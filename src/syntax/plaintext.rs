//! Token stream for the fallback grammar
//!
//! Classifies everything as unclassified text. Unlike the tree-sitter
//! grammars it never holds more than one block of the source in memory.

use std::io::{ErrorKind, Read};

use super::highlights::Token;
use crate::error::{HighlightError, Result};

/// Block-by-block reader emitting one unclassified token per decoded block
pub struct PlainTextStream<'a> {
    source: &'a mut dyn Read,
    /// Primer first, then any bytes of a UTF-8 sequence split across blocks
    pending: Vec<u8>,
    block: Vec<u8>,
    read_total: usize,
    done: bool,
}

impl<'a> PlainTextStream<'a> {
    pub fn new(primer: &[u8], source: &'a mut dyn Read, block_size: usize) -> Self {
        Self {
            source,
            pending: primer.to_vec(),
            block: vec![0; block_size.max(1)],
            read_total: primer.len(),
            done: false,
        }
    }
}

impl Iterator for PlainTextStream<'_> {
    type Item = Result<Token>;

    fn next(&mut self) -> Option<Self::Item> {
        loop {
            if self.done {
                if self.pending.is_empty() {
                    return None;
                }
                let rest = std::mem::take(&mut self.pending);
                return Some(Ok(Token::text(String::from_utf8_lossy(&rest))));
            }

            if let Some(text) = take_decodable(&mut self.pending) {
                return Some(Ok(Token::text(text)));
            }

            match self.source.read(&mut self.block) {
                Ok(0) => self.done = true,
                Ok(n) => {
                    self.read_total += n;
                    self.pending.extend_from_slice(&self.block[..n]);
                }
                Err(e) if e.kind() == ErrorKind::Interrupted => {}
                Err(e) => {
                    self.done = true;
                    self.pending.clear();
                    return Some(Err(HighlightError::source_read(self.read_total, e)));
                }
            }
        }
    }
}

/// Drain the longest decodable prefix of `pending`.
///
/// An incomplete multi-byte sequence at the end stays behind for the next
/// block; invalid sequences are replaced.
fn take_decodable(pending: &mut Vec<u8>) -> Option<String> {
    let end = match std::str::from_utf8(pending) {
        Ok(_) => pending.len(),
        Err(e) => match e.error_len() {
            Some(len) => e.valid_up_to() + len,
            None => e.valid_up_to(),
        },
    };
    if end == 0 {
        return None;
    }

    let text = String::from_utf8_lossy(&pending[..end]).into_owned();
    pending.drain(..end);
    Some(text)
}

• • • • •

▶ **Instructions for the task**:
The whole listing above is to be output exactly.

▶ **Expected answer**:
filename src/syntax/plaintext.rs
//! Token stream for the fallback grammar
//!
//! Classifies everything as unclassified text. Unlike the tree-sitter
//! grammars it never holds more than one block of the source in memory.

use std::io::{ErrorKind, Read};

use super::highlights::Token;
use crate::error::{HighlightError, Result};

/// Block-by-block reader emitting one unclassified token per decoded block
pub struct PlainTextStream<'a> {
    source: &'a mut dyn Read,
    /// Primer first, then any bytes of a UTF-8 sequence split across blocks
    pending: Vec<u8>,
    block: Vec<u8>,
    read_total: usize,
    done: bool,
}

impl<'a> PlainTextStream<'a> {
    pub fn new(primer: &[u8], source: &'a mut dyn Read, block_size: usize) -> Self {
        Self {
            source,
            pending: primer.to_vec(),
            block: vec![0; block_size.max(1)],
            read_total: primer.len(),
            done: false,
        }
    }
}

impl Iterator for PlainTextStream<'_> {
    type Item = Result<Token>;

    fn next(&mut self) -> Option<Self::Item> {
        loop {
            if self.done {
                if self.pending.is_empty() {
                    return None;
                }
                let rest = std::mem::take(&mut self.pending);
                return Some(Ok(Token::text(String::from_utf8_lossy(&rest))));
            }

            if let Some(text) = take_decodable(&mut self.pending) {
                return Some(Ok(Token::text(text)));
            }

            match self.source.read(&mut self.block) {
                Ok(0) => self.done = true,
                Ok(n) => {
                    self.read_total += n;
                    self.pending.extend_from_slice(&self.block[..n]);
                }
                Err(e) if e.kind() == ErrorKind::Interrupted => {}
                Err(e) => {
                    self.done = true;
                    self.pending.clear();
                    return Some(Err(HighlightError::source_read(self.read_total, e)));
                }
            }
        }
    }
}

/// Drain the longest decodable prefix of `pending`.
///
/// An incomplete multi-byte sequence at the end stays behind for the next
/// block; invalid sequences are replaced.
fn take_decodable(pending: &mut Vec<u8>) -> Option<String> {
    let end = match std::str::from_utf8(pending) {
        Ok(_) => pending.len(),
        Err(e) => match e.error_len() {
            Some(len) => e.valid_up_to() + len,
            None => e.valid_up_to(),
        },
    };
    if end == 0 {
        return None;
    }

    let text = String::from_utf8_lossy(&pending[..end]).into_owned();
    pending.drain(..end);
    Some(text)
}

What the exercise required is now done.